= Centre of Excellence on Public Security =

Brazil-based think tank

The Centre of Excellence on Public Security (CEPS) is a think tank based in Rio de Janeiro in Brazil which studies aspects of public security, advocating multi-dimensional responses to Public Security issues. The CEPS works to bring together policy makers, operational law enforcement officers and independent experts, for dialogues towards generating innovative solutions to complex Public Security issues. The CEPS is overseen by a Scientific Advisory Board, whose chairman is Raymond Kendall, Honorary Secretary General of Interpol.

The CEPS has organised international dialogues on Public Security in Brazil and Africa, and coordinates dialogue on combating drug trafficking with Civil Police departments in the South Cone area on Brazil. CEPS is an initiative of The International Council on Security and Development (ICOS), a Security and Development Policy Group established by The Network of European Foundations.
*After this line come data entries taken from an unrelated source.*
fn data_i64(data: Option<&serde_json::Value>, key: &str) -> Option<i64> {
    data.and_then(|d| d.get(key)).and_then(serde_json::Value::as_i64)
}

/// Build the push payload for a notification.
fn build_payload(n: &notification::Model, actor: Option<&user::Model>) -> PushPayload {
    let label = actor_label(actor);
    let data = n.data.as_ref();

    let (title, body) = match n.kind {
        NotificationKind::Like => (
            "New Like".to_string(),
            format!("{label} liked your workout post"),
        ),
        NotificationKind::Comment => (
            "New Comment".to_string(),
            format!("{label} commented on your workout post"),
        ),
        NotificationKind::Reply => (
            "New Reply".to_string(),
            format!("{label} replied to your comment"),
        ),
        NotificationKind::Follow => (
            "New Follower".to_string(),
            format!("{label} started following you"),
        ),
        NotificationKind::WorkoutCompleted => {
            let duration = data_i64(data, "duration_minutes").unwrap_or(0);
            let calories = data_i64(data, "calories").unwrap_or(0);
            (
                "Amazing work!".to_string(),
                format!("You completed a {duration} min workout and burned {calories} calories"),
            )
        }
        NotificationKind::WeeklyGoalAchieved => {
            let completed = data_i64(data, "completed").unwrap_or(0);
            let goal = data_i64(data, "goal").unwrap_or(0);
            (
                "Weekly Goal Crushed!".to_string(),
                format!("You hit {completed} of {goal} workouts this week"),
            )
        }
        NotificationKind::InactiveAlert => {
            let days = data_i64(data, "days").unwrap_or(0);
            (
                "We miss you!".to_string(),
                format!("It's been {days} days since your last workout"),
            )
        }
        NotificationKind::WorkoutReminder => (
            "Workout Reminder".to_string(),
            "Time to get moving".to_string(),
        ),
        NotificationKind::MonthlyMilestone => (
            "Monthly Milestone!".to_string(),
            "You set a new personal record this month".to_string(),
        ),
        NotificationKind::PlanGenerated => (
            "Your Plan Is Ready".to_string(),
            "Your new workout plan has been generated".to_string(),
        ),
        NotificationKind::WeeklyReport => (
            "Weekly Report".to_string(),
            "Your weekly training summary is ready".to_string(),
        ),
        NotificationKind::RecoveryReminder => (
            "Recovery Day".to_string(),
            "Take it easy today, your body earned it".to_string(),
        ),
    };

    let mut payload_data = serde_json::json!({
        "kind": n.kind.as_str(),
        "notification_id": n.id,
    });
    if let Some(post_id) = &n.post_id {
        payload_data["post_id"] = serde_json::Value::String(post_id.clone());
    }
    if let Some(comment_id) = &n.comment_id {
        payload_data["comment_id"] = serde_json::Value::String(comment_id.clone());
    }

    PushPayload {
        title,
        body,
        data: payload_data,
        channel_id: n.kind.category().as_str().to_string(),
    }
}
The Global Media Centre directs their media outreach.

==The Centre of Excellence on Public Security==
The Centre of Excellence on Public Security was established by The International Council on Security and Development (ICOS) in 2008 to bridge the gap between the perspectives of policymakers and practitioners with on-the-ground experience. The Centre facilitates dialogue and innovation on public security between key actors, encouraging a multi-sector approach that incorporates development and social policy with law enforcement strategies. The Centre offers research and consultancy services and works with governments to construct public security policies for the 21st century.

==Public Security Scientific Board==
The activities of the Centre of Excellence are overseen by an international Scientific Board of leading experts and practitioners from law enforcement, academic and managerial backgrounds. The Board is chaired by Raymond Kendall, the Former Secretary General of Interpol.

==Projects to date==
First International Symposium on Public Security and Drug Policy, Rio de Janeiro: Held in February 2008 in conjunction with the Brazilian National Public Security and National Antidrug Secretariats and the Federal Police Department, the Symposium brought together policy-makers, police officers, and drug policy specialists from around the world for a pragmatic reflection on drug policy design.

Pact of Parana, Curitiba: Bringing together the heads of narcotics departments from the six southern-cone states of Brazil, the First Pact, in May 2007, established commitments of interstate communication and cooperation, and quarterly meetings to deepen understanding of the multidimensional nature of narcotics challenges in the region.

Africa – Brazil Public Security Dialogue, Entebbe: Bringing together African and Brazilian public security policymakers and operators in July 2008, the event enabled a unique South-South exchange of experiences, and generated new ideas on the provision of public security in the face of 21st century challenges.